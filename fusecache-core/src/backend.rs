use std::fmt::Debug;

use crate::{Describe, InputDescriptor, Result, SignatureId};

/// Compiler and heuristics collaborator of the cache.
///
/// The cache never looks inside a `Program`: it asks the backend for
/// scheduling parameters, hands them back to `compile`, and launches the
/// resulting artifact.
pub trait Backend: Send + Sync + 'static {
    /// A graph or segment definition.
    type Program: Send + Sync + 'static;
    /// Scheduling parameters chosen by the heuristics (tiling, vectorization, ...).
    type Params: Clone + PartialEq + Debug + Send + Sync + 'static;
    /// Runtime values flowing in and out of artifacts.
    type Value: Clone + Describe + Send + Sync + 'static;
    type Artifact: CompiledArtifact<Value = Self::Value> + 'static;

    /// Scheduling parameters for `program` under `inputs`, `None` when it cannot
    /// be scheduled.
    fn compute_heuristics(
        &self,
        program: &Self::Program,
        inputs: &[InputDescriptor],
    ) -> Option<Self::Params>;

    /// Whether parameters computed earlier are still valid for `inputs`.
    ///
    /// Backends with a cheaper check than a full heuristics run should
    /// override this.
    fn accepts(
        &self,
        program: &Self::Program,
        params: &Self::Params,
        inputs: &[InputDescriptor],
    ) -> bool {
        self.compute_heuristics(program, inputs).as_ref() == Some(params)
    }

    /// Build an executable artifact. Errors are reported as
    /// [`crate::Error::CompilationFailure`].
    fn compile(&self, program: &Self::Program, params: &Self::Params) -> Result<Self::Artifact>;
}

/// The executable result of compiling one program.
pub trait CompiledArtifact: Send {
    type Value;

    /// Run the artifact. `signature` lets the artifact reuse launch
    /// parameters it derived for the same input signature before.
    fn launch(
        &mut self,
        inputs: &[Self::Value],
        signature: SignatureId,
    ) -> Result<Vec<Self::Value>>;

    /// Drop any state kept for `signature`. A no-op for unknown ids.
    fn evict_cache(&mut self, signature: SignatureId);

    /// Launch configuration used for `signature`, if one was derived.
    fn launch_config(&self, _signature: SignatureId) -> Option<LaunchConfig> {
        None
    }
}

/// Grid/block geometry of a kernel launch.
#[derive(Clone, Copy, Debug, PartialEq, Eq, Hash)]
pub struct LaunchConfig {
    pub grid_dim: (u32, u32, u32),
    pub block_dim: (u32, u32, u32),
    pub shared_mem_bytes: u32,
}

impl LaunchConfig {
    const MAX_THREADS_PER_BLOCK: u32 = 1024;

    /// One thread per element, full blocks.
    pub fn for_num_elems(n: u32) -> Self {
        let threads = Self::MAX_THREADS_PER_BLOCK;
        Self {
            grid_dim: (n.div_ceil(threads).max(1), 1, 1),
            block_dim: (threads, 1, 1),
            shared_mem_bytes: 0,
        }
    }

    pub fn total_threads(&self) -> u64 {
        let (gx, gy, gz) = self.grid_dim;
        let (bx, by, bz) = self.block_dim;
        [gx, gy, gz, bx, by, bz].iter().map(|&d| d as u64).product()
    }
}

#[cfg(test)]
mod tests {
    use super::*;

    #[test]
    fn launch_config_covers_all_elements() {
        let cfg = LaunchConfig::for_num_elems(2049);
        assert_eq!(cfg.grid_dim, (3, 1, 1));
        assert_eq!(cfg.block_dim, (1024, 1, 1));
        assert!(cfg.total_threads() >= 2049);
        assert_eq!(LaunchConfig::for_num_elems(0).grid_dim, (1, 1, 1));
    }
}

— Work instructions —
Read through the entries, then copy every line where the string "inputs" is found.

— Reply to the exercise —
    /// Scheduling parameters for `program` under `inputs`, `None` when it cannot
        inputs: &[InputDescriptor],
    /// Whether parameters computed earlier are still valid for `inputs`.
        inputs: &[InputDescriptor],
        self.compute_heuristics(program, inputs).as_ref() == Some(params)
        inputs: &[Self::Value],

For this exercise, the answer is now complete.